Que se siga sacrificando para que el o la hija estén bien. De Carmen Alicia Lara, venezolana:
Cabellos Blancos
«Sus ojos tristes
Ay me miraban
Cuando partía del dulce hogar
Barrio querido
Barrio del alma
Cuida a mi madre, que volveré»
Ni idea si regresó, pero esperemos que alguien la cuidara. De Antonio Machín, cubano:
Madrecita
«Aunque amores yo tenga en la vida
Que me llenen de felicidad
Como el tuyo jamás, madre mía
Como el tuyo no habré de encontrar»
No sabemos si el autor o Antonio tenían el complejo de Edipo. De Leo Dan, argentino, mejor realizador de cine que cantante y compositor:
A la sombra de mi madre
«Yo le pido a dios rezando
Que mi mamá no se muera
Que viva dentro mi rancho
Como estampita si quiera»
«No comments» y por último del Johnny Albino y su trío San Juan:
Cariño verdad
«Anda y vete de mi vera
Si te quieres comparar
Con aquella vieja santa
Que está ciega de llorar»
Volvemos a aquello del complejo de Edipo y ese desprecio por la mujer que nos dice que no es cariño verdad y yo digo que el de mi madre sí lo es y tendrá que esperar a tener hijos para que alguien la aprecie.

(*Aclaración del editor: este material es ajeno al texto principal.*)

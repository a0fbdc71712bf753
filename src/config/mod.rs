//! Configuration management subsystem.
//!
//! # Data Flow
//! ```text
//! config file (TOML, optional)
//!     → loader.rs (parse, then APP_* environment overrides)
//!     → validation.rs (semantic checks)
//!     → GatewayConfig (validated, immutable)
//! ```
//!
//! # Design Decisions
//! - Config is immutable once loaded
//! - All fields have defaults to allow minimal configs
//! - Validation separates syntactic (serde) from semantic checks
//! - Service descriptors are not configuration; they live in the directory

pub mod loader;
pub mod schema;
pub mod validation;

pub use loader::{load_config, ConfigError};
pub use schema::{
    AuthConfig, DirectoryConfig, ForwardingConfig, GatewayConfig, ListenerConfig,
    ObservabilityConfig, StaticRouteConfig, TimeoutConfig,
};
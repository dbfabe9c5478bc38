//! Cached façades over the JobServe API.

mod job_search;
mod reference;
mod salary;
mod value_lists;

use std::sync::Arc;

use color_eyre::Result;

pub use job_search::JobSearchService;
pub use reference::{CountryService, CurrencyService, IndustryService, JobTypeService};
pub use salary::SalaryService;
pub use value_lists::JobSearchValueListsService;

use crate::api::types::{GeoLocationMatch, WebServiceVersionInfo};
use crate::api::JobServeApi;

/// Every service, sharing one API client.
///
/// Each service owns its own cache, so keep one `JobServe` around for as
/// long as the cached data should live.
pub struct JobServe {
  api: Arc<dyn JobServeApi>,
  pub countries: CountryService,
  pub currencies: CurrencyService,
  pub industries: IndustryService,
  pub job_types: JobTypeService,
  pub salaries: SalaryService,
  pub value_lists: JobSearchValueListsService,
  pub jobs: JobSearchService,
}

impl JobServe {
  pub fn new(api: Arc<dyn JobServeApi>) -> Self {
    Self {
      countries: CountryService::new(api.clone()),
      currencies: CurrencyService::new(api.clone()),
      industries: IndustryService::new(api.clone()),
      job_types: JobTypeService::new(api.clone()),
      salaries: SalaryService::new(api.clone()),
      value_lists: JobSearchValueListsService::new(api.clone()),
      jobs: JobSearchService::new(api.clone()),
      api,
    }
  }

  /// Build and version of the remote service; not cached.
  pub async fn version(&self) -> Result<WebServiceVersionInfo> {
    self.api.version().await
  }

  /// Closest known location to a point; not cached.
  pub async fn geo_locate(
    &self,
    latitude: f64,
    longitude: f64,
    max_distance: Option<f64>,
  ) -> Result<GeoLocationMatch> {
    self.api.geo_locate(latitude, longitude, max_distance).await
  }
}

No debe haber un recuento de estos poemas y canciones sin mencionar que merece puesto aparte: «Pieza en forma de tango» de Les Luthiers, con una música impecable y una ironía perfecta, como todo lo de ellos:
«¿Porqué te fuiste mamá?
poca ropa me lavabas
¿Porqué te fuiste mamita?
Raras veces te pegaba

Si no me pasas más guita
me voy a vivir con papá»

A apreciar a sus madres y padres, sobretodo mientras viven.